Lambda Expressions (Java)
While method references work well for passing a function that has already been written, often it is inconvenient/wasteful to write a function solely for the purpose of sending as a method reference, if that function will never be used elsewhere. To avoid this, Java also supports a feature called “lambda expressions.” A lambda expression is an inline method definition - it allows a function to be defined inside of a parameter list. For specifics on how to write Java lambda expressions, see Lambda Expressions in Java.
Lambda Expressions (C++)
Due to complications in C++ semantics, capturing
this in a C++ lambda can cause a null pointer exception if done from a component command of a command composition. Whenever possible, C++ users should capture relevant command members explicitly and by value. For more details, see here.

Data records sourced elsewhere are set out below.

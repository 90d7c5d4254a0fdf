//! In-process backend.
//!
//! Entity tables are keyed maps of [`Record`]s; pivot tables are lists of rows
//! mapping column name to id. A sync validates every id against the target
//! table before touching the pivot, and runs under one lock, so a failed sync
//! leaves the association unchanged.

use super::{EntityCatalog, RelationStore, SchemaCatalog, SyncChanges};
use crate::entity::{EntityId, EntityType, Model, Record};
use crate::error::StoreError;
use crate::pivot::PivotInfo;
use std::collections::BTreeMap;
use std::sync::{Mutex, MutexGuard};

type PivotRow = BTreeMap<String, EntityId>;

#[derive(Default)]
struct Tables {
    entities: BTreeMap<String, BTreeMap<EntityId, Record>>,
    pivots: BTreeMap<String, Vec<PivotRow>>,
}

impl Tables {
    fn pivot_mut(&mut self, table: &str) -> Result<&mut Vec<PivotRow>, StoreError> {
        self.pivots
            .get_mut(table)
            .ok_or_else(|| StoreError::Other(format!("relation \"{table}\" does not exist")))
    }

    fn pivot(&self, table: &str) -> Result<&Vec<PivotRow>, StoreError> {
        self.pivots
            .get(table)
            .ok_or_else(|| StoreError::Other(format!("relation \"{table}\" does not exist")))
    }
}

/// In-memory implementation of every storage trait
#[derive(Default)]
pub struct MemoryStore {
    tables: Mutex<Tables>,
}

impl MemoryStore {
    pub fn new() -> Self {
        Self::default()
    }

    fn lock(&self) -> Result<MutexGuard<'_, Tables>, StoreError> {
        self.tables
            .lock()
            .map_err(|_| StoreError::Other("memory store lock poisoned".to_string()))
    }

    /// Create an empty entity table
    pub fn create_table(&self, table: &str) -> Result<(), StoreError> {
        self.lock()?.entities.entry(table.to_string()).or_default();
        Ok(())
    }

    /// Create an empty pivot table
    pub fn create_pivot_table(&self, table: &str) -> Result<(), StoreError> {
        self.lock()?.pivots.entry(table.to_string()).or_default();
        Ok(())
    }

    /// Insert or replace a record in its entity type's table
    ///
    /// # Errors
    ///
    /// Returns `StoreError::Constraint` when the record has no key.
    pub fn insert(&self, record: Record) -> Result<EntityId, StoreError> {
        let key = record.key().ok_or_else(|| {
            StoreError::Constraint(format!(
                "null value in column \"{}\" of relation \"{}\"",
                record.entity_type().key_name(),
                record.entity_type().table()
            ))
        })?;
        let table = record.entity_type().table().to_string();
        self.lock()?
            .entities
            .entry(table)
            .or_default()
            .insert(key.clone(), record);
        Ok(key)
    }

    /// Link `source` to `target` through `pivot`, without integrity checks
    pub fn attach(
        &self,
        pivot: &PivotInfo,
        source: impl Into<EntityId>,
        target: impl Into<EntityId>,
    ) -> Result<(), StoreError> {
        let mut tables = self.lock()?;
        let rows = tables.pivot_mut(&pivot.pivot_table)?;
        rows.push(pivot_row(pivot, source.into(), target.into()));
        Ok(())
    }

    /// `(foreign, related)` pairs currently stored in `pivot`, in insertion order
    pub fn pivot_rows(&self, pivot: &PivotInfo) -> Result<Vec<(EntityId, EntityId)>, StoreError> {
        let tables = self.lock()?;
        Ok(tables
            .pivot(&pivot.pivot_table)?
            .iter()
            .filter_map(|row| {
                Some((
                    row.get(&pivot.foreign_key)?.clone(),
                    row.get(&pivot.related_key)?.clone(),
                ))
            })
            .collect())
    }
}

fn pivot_row(pivot: &PivotInfo, source: EntityId, target: EntityId) -> PivotRow {
    let mut row = PivotRow::new();
    row.insert(pivot.foreign_key.clone(), source);
    row.insert(pivot.related_key.clone(), target);
    row
}

fn linked_ids(rows: &[PivotRow], pivot: &PivotInfo, source_key: &EntityId) -> Vec<EntityId> {
    let mut ids: Vec<EntityId> = Vec::new();
    for row in rows {
        if row.get(&pivot.foreign_key) != Some(source_key) {
            continue;
        }
        if let Some(id) = row.get(&pivot.related_key) {
            if !ids.contains(id) {
                ids.push(id.clone());
            }
        }
    }
    ids
}

impl SchemaCatalog for MemoryStore {
    fn has_table(&self, name: &str) -> Result<bool, StoreError> {
        let tables = self.lock()?;
        Ok(tables.entities.contains_key(name) || tables.pivots.contains_key(name))
    }
}

impl EntityCatalog for MemoryStore {
    fn all(&self, entity_type: &EntityType) -> Result<Vec<Record>, StoreError> {
        let tables = self.lock()?;
        let table = tables.entities.get(entity_type.table()).ok_or_else(|| {
            StoreError::Other(format!("relation \"{}\" does not exist", entity_type.table()))
        })?;
        Ok(table.values().cloned().collect())
    }
}

impl RelationStore for MemoryStore {
    fn related(
        &self,
        source_key: &EntityId,
        pivot: &PivotInfo,
        target: &EntityType,
    ) -> Result<Vec<Record>, StoreError> {
        let tables = self.lock()?;
        let ids = linked_ids(tables.pivot(&pivot.pivot_table)?, pivot, source_key);
        let Some(table) = tables.entities.get(target.table()) else {
            return Err(StoreError::Other(format!(
                "relation \"{}\" does not exist",
                target.table()
            )));
        };

        // BTreeMap iteration keeps the result ordered by key
        Ok(table
            .iter()
            .filter(|(key, _)| ids.contains(key))
            .map(|(_, record)| record.clone())
            .collect())
    }

    fn sync(
        &self,
        source_key: &EntityId,
        pivot: &PivotInfo,
        target: &EntityType,
        ids: &[EntityId],
    ) -> Result<SyncChanges, StoreError> {
        let mut tables = self.lock()?;

        let known = tables.entities.get(target.table()).ok_or_else(|| {
            StoreError::Other(format!("relation \"{}\" does not exist", target.table()))
        })?;
        if let Some(missing) = ids.iter().find(|id| !known.contains_key(id)) {
            return Err(StoreError::Constraint(format!(
                "insert on table \"{}\" violates foreign key \"{}\": key ({})=({missing}) is not present in table \"{}\"",
                pivot.pivot_table,
                pivot.related_key,
                pivot.related_key,
                target.table()
            )));
        }

        let rows = tables.pivot_mut(&pivot.pivot_table)?;
        let current = linked_ids(rows, pivot, source_key);
        let changes = SyncChanges::diff(&current, ids);

        rows.retain(|row| {
            row.get(&pivot.foreign_key) != Some(source_key)
                || row
                    .get(&pivot.related_key)
                    .map_or(true, |id| !changes.detached.contains(id))
        });
        for id in &changes.attached {
            rows.push(pivot_row(pivot, source_key.clone(), id.clone()));
        }

        Ok(changes)
    }
}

C++ lacks a close equivalent to Java method references - pointers to member functions are generally not directly usable as parameters due to the presence of the implicit
this parameter. However, C++ does offer lambda expressions - in addition, the lambda expressions offered by C++ are in many ways more powerful than those in Java. For specifics on how to write C++ lambda expressions, see Lambda Expressions in C++.